## Problem requirements
Starting at the top of the entries, restate word for word each line up to and including the one with "use tasker_dynamic::error::SubmissionError;".

Start of Input data

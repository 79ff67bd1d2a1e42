//! Mock collaborators standing in for the host scheduler, command bus and
//! status repository.

use async_trait::async_trait;
use parking_lot::Mutex;
use std::collections::HashMap;
use std::sync::atomic::{AtomicBool, AtomicU32, Ordering};
use std::sync::Arc;
use tasker_dynamic::error::SubmissionError;
use tasker_dynamic::ledger::{InMemoryLaunchRepository, LaunchRepository};
use tasker_dynamic::models::{
    CommandId, LaunchStatus, ResolvedDefinition, SubWorkflowRef, TaskInstanceId,
    WorkflowInstanceId,
};
use tasker_dynamic::orchestration::{
    Collaborators, Command, CommandSubmitter, DynamicTaskFactory, DynamicTaskOrchestrator,
    InProcessStatusNotifier, ObservedInstance, SubWorkflowStatus, SubWorkflowStatusEvent,
    SubWorkflowStatusQuery, TaskExecutionContext, TaskExecutionReporter, TaskOutcome,
    WorkflowDefinitionResolver,
};
use tasker_dynamic::{
    DynamicTaskConfig, DynamicTaskError, DynamicTaskParameters, DynamicTaskResult,
    OrchestratorState, ParameterExpander, VarPool,
};

/// Command bus that deduplicates by idempotency key, like the real one
#[derive(Debug, Default)]
pub struct MockCommandSubmitter {
    accepted: Mutex<HashMap<String, CommandId>>,
    log: Mutex<Vec<(CommandId, Command)>>,
    unavailable: AtomicU32,
    submit_calls: AtomicU32,
}

impl MockCommandSubmitter {
    /// Fail the next `count` submissions with a transient error
    pub fn inject_unavailable(&self, count: u32) {
        self.unavailable.store(count, Ordering::SeqCst);
    }

    /// Every accepted start command, including re-submissions of a known key
    pub fn start_submissions(&self) -> Vec<(CommandId, Command)> {
        self.log
            .lock()
            .iter()
            .filter(|(_, command)| command.is_start())
            .cloned()
            .collect()
    }

    /// Distinct start commands, i.e. sub-workflows the scheduler would start
    pub fn distinct_starts(&self) -> usize {
        self.accepted
            .lock()
            .keys()
            .filter(|key| !key.ends_with(":kill"))
            .count()
    }

    pub fn started_indices(&self) -> Vec<u32> {
        let mut indices: Vec<u32> = self
            .start_submissions()
            .iter()
            .map(|(_, command)| command.index())
            .collect();
        indices.sort_unstable();
        indices.dedup();
        indices
    }

    /// Indices of every kill command accepted, started or not
    pub fn kill_commands(&self) -> Vec<u32> {
        self.log
            .lock()
            .iter()
            .filter(|(_, command)| !command.is_start())
            .map(|(_, command)| command.index())
            .collect()
    }

    /// Indices whose started sub-workflow a kill command reached
    pub fn killed_indices(&self) -> Vec<u32> {
        let accepted = self.accepted.lock();
        self.log
            .lock()
            .iter()
            .filter_map(|(_, command)| match command {
                Command::KillSubWorkflow {
                    index,
                    target_idempotency_key,
                    ..
                } if accepted.contains_key(target_idempotency_key) => Some(*index),
                _ => None,
            })
            .collect()
    }

    pub fn submit_calls(&self) -> u32 {
        self.submit_calls.load(Ordering::SeqCst)
    }
}

#[async_trait]
impl CommandSubmitter for MockCommandSubmitter {
    async fn submit(&self, command: &Command) -> Result<CommandId, SubmissionError> {
        self.submit_calls.fetch_add(1, Ordering::SeqCst);
        if self
            .unavailable
            .fetch_update(Ordering::SeqCst, Ordering::SeqCst, |n| n.checked_sub(1))
            .is_ok()
        {
            return Err(SubmissionError::Unavailable("injected outage".to_string()));
        }

        let command_id = *self
            .accepted
            .lock()
            .entry(command.idempotency_key().to_string())
            .or_insert_with(uuid::Uuid::new_v4);
        self.log.lock().push((command_id, command.clone()));
        Ok(command_id)
    }
}

/// Resolver backed by a fixed table of definition code to released version
#[derive(Debug, Default)]
pub struct StaticDefinitionResolver {
    versions: HashMap<i64, i32>,
}

impl StaticDefinitionResolver {
    pub fn with_definition(mut self, definition_code: i64, version: i32) -> Self {
        self.versions.insert(definition_code, version);
        self
    }
}

#[async_trait]
impl WorkflowDefinitionResolver for StaticDefinitionResolver {
    async fn resolve(&self, reference: &SubWorkflowRef) -> DynamicTaskResult<ResolvedDefinition> {
        let released = self
            .versions
            .get(&reference.definition_code)
            .ok_or_else(|| {
                DynamicTaskError::NotFound(format!(
                    "workflow definition {}",
                    reference.definition_code
                ))
            })?;
        Ok(ResolvedDefinition {
            definition_code: reference.definition_code,
            version: reference.version.unwrap_or(*released),
        })
    }
}

/// Status table the test scripts directly
#[derive(Debug, Default)]
pub struct ScriptedStatusQuery {
    instances: Mutex<HashMap<CommandId, ObservedInstance>>,
}

impl ScriptedStatusQuery {
    pub fn set(
        &self,
        command_id: CommandId,
        sub_workflow_instance_id: WorkflowInstanceId,
        status: SubWorkflowStatus,
    ) {
        self.instances.lock().insert(
            command_id,
            ObservedInstance {
                sub_workflow_instance_id,
                status,
            },
        );
    }
}

#[async_trait]
impl SubWorkflowStatusQuery for ScriptedStatusQuery {
    async fn find_by_command(
        &self,
        command_id: CommandId,
    ) -> DynamicTaskResult<Option<ObservedInstance>> {
        Ok(self.instances.lock().get(&command_id).copied())
    }
}

/// Reporter that records outcomes and can be made to fail
#[derive(Debug, Default)]
pub struct RecordingReporter {
    outcomes: Mutex<Vec<(TaskInstanceId, TaskOutcome)>>,
    unavailable: AtomicU32,
    rejecting: AtomicBool,
    attempts: AtomicU32,
}

impl RecordingReporter {
    /// Fail the next `count` reports with a transient error
    pub fn inject_unavailable(&self, count: u32) {
        self.unavailable.store(count, Ordering::SeqCst);
    }

    /// Fail every report with a non-retryable error until cleared
    pub fn set_rejecting(&self, rejecting: bool) {
        self.rejecting.store(rejecting, Ordering::SeqCst);
    }

    pub fn attempts(&self) -> u32 {
        self.attempts.load(Ordering::SeqCst)
    }

    pub fn outcomes(&self) -> Vec<(TaskInstanceId, TaskOutcome)> {
        self.outcomes.lock().clone()
    }

    pub fn outcomes_for(&self, task_instance_id: TaskInstanceId) -> Vec<TaskOutcome> {
        self.outcomes
            .lock()
            .iter()
            .filter(|(id, _)| *id == task_instance_id)
            .map(|(_, outcome)| outcome.clone())
            .collect()
    }
}

#[async_trait]
impl TaskExecutionReporter for RecordingReporter {
    async fn report(
        &self,
        parent_task_instance_id: TaskInstanceId,
        outcome: TaskOutcome,
    ) -> DynamicTaskResult<()> {
        self.attempts.fetch_add(1, Ordering::SeqCst);
        if self.rejecting.load(Ordering::SeqCst) {
            return Err(DynamicTaskError::InvalidState(
                "host rejected the outcome".to_string(),
            ));
        }
        if self
            .unavailable
            .fetch_update(Ordering::SeqCst, Ordering::SeqCst, |n| n.checked_sub(1))
            .is_ok()
        {
            return Err(DynamicTaskError::infrastructure("report", "injected outage"));
        }
        self.outcomes.lock().push((parent_task_instance_id, outcome));
        Ok(())
    }
}

/// Definition every harness resolves
pub const SUB_WORKFLOW_CODE: i64 = 9_001;

/// Wires an in-memory ledger and the mocks together
pub struct Harness {
    pub repository: Arc<InMemoryLaunchRepository>,
    pub submitter: Arc<MockCommandSubmitter>,
    pub status_query: Arc<ScriptedStatusQuery>,
    pub reporter: Arc<RecordingReporter>,
    pub notifier: Arc<InProcessStatusNotifier>,
    pub resolver: Arc<StaticDefinitionResolver>,
    pub config: DynamicTaskConfig,
}

impl Harness {
    pub fn new() -> Self {
        let mut config = DynamicTaskConfig::default();
        config.retry.base_delay_ms = 1;
        config.retry.max_delay_ms = 2;
        config.reconcile_interval_ms = 0;

        Self {
            repository: Arc::new(InMemoryLaunchRepository::new()),
            submitter: Arc::new(MockCommandSubmitter::default()),
            status_query: Arc::new(ScriptedStatusQuery::default()),
            reporter: Arc::new(RecordingReporter::default()),
            notifier: Arc::new(InProcessStatusNotifier::new(64)),
            resolver: Arc::new(StaticDefinitionResolver::default().with_definition(SUB_WORKFLOW_CODE, 3)),
            config,
        }
    }

    pub fn with_config(mut self, configure: impl FnOnce(&mut DynamicTaskConfig)) -> Self {
        configure(&mut self.config);
        self
    }

    pub fn collaborators(&self) -> Collaborators {
        Collaborators {
            resolver: self.resolver.clone(),
            submitter: self.submitter.clone(),
            status_query: self.status_query.clone(),
            notifier: self.notifier.clone(),
            reporter: self.reporter.clone(),
        }
    }

    pub fn factory(&self) -> DynamicTaskFactory {
        DynamicTaskFactory::new(
            self.config.clone(),
            self.repository.clone(),
            self.collaborators(),
        )
        .expect("harness config is valid")
    }

    /// A fresh orchestrator over the shared ledger, as built after a restart
    pub fn orchestrator(&self, context: TaskExecutionContext) -> DynamicTaskOrchestrator {
        self.factory().create(context)
    }

    /// Persist the plan a task's parameters expand to, without launching
    pub async fn seed_plan(&self, parent: TaskInstanceId, task_params: &serde_json::Value) -> usize {
        let parameters = DynamicTaskParameters::from_json(task_params).expect("valid parameters");
        let sets = ParameterExpander::new(1_000, parameters.allow_empty)
            .expand(&parameters.parameter_source, &VarPool::new())
            .expect("expandable source");
        let definition = self
            .resolver
            .resolve(&parameters.sub_workflow)
            .await
            .expect("known definition");
        self.factory()
            .ledger()
            .upsert_plan(parent, definition, &sets)
            .await
            .expect("plan persisted")
    }

    pub async fn statuses(&self, parent: TaskInstanceId) -> Vec<LaunchStatus> {
        self.repository
            .list(parent)
            .await
            .expect("in-memory list")
            .iter()
            .map(|launch| launch.status)
            .collect()
    }

    pub async fn in_flight(&self, parent: TaskInstanceId) -> Vec<u32> {
        self.repository
            .list(parent)
            .await
            .expect("in-memory list")
            .iter()
            .filter(|launch| launch.status.is_in_flight())
            .map(|launch| launch.index)
            .collect()
    }

    /// Poll the ledger until the in-flight indices match
    pub async fn wait_for_in_flight(&self, parent: TaskInstanceId, expected: &[u32]) -> bool {
        for _ in 0..100 {
            if self.in_flight(parent).await == expected {
                return true;
            }
            tokio::time::sleep(std::time::Duration::from_millis(10)).await;
        }
        false
    }

    /// Build the status event the scheduler would emit for an index and make
    /// the status query agree with it
    pub async fn event(
        &self,
        parent: TaskInstanceId,
        index: u32,
        status: SubWorkflowStatus,
    ) -> SubWorkflowStatusEvent {
        let launch = self
            .repository
            .find(parent, index)
            .await
            .expect("in-memory find")
            .expect("index is planned");
        let command_id = launch.command_id.expect("index is dispatched");
        let instance = instance_id(index);
        self.status_query.set(command_id, instance, status);
        SubWorkflowStatusEvent::new(parent, index, Some(command_id), instance, status)
    }

    /// Deliver a status for an index straight to an orchestrator
    pub async fn deliver(
        &self,
        orchestrator: &mut DynamicTaskOrchestrator,
        index: u32,
        status: SubWorkflowStatus,
    ) -> OrchestratorState {
        let event = self
            .event(orchestrator.parent_task_instance_id(), index, status)
            .await;
        orchestrator
            .handle_event(event)
            .await
            .expect("status event is accepted")
    }
}

impl Default for Harness {
    fn default() -> Self {
        Self::new()
    }
}

/// Sub-workflow instance id the scheduler assigns to an index
pub fn instance_id(index: u32) -> WorkflowInstanceId {
    10_000 + i64::from(index)
}

/// Poll `condition` until it holds or a second passes
pub async fn wait_until(mut condition: impl FnMut() -> bool) -> bool {
    for _ in 0..100 {
        if condition() {
            return true;
        }
        tokio::time::sleep(std::time::Duration::from_millis(10)).await;
    }
    condition()
}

End of Input data

## Answer space
repository 79ff67bd1d2a1e42
//! Mock collaborators standing in for the host scheduler, command bus and
//! status repository.

use async_trait::async_trait;
use parking_lot::Mutex;
use std::collections::HashMap;
use std::sync::atomic::{AtomicBool, AtomicU32, Ordering};
use std::sync::Arc;
use tasker_dynamic::error::SubmissionError;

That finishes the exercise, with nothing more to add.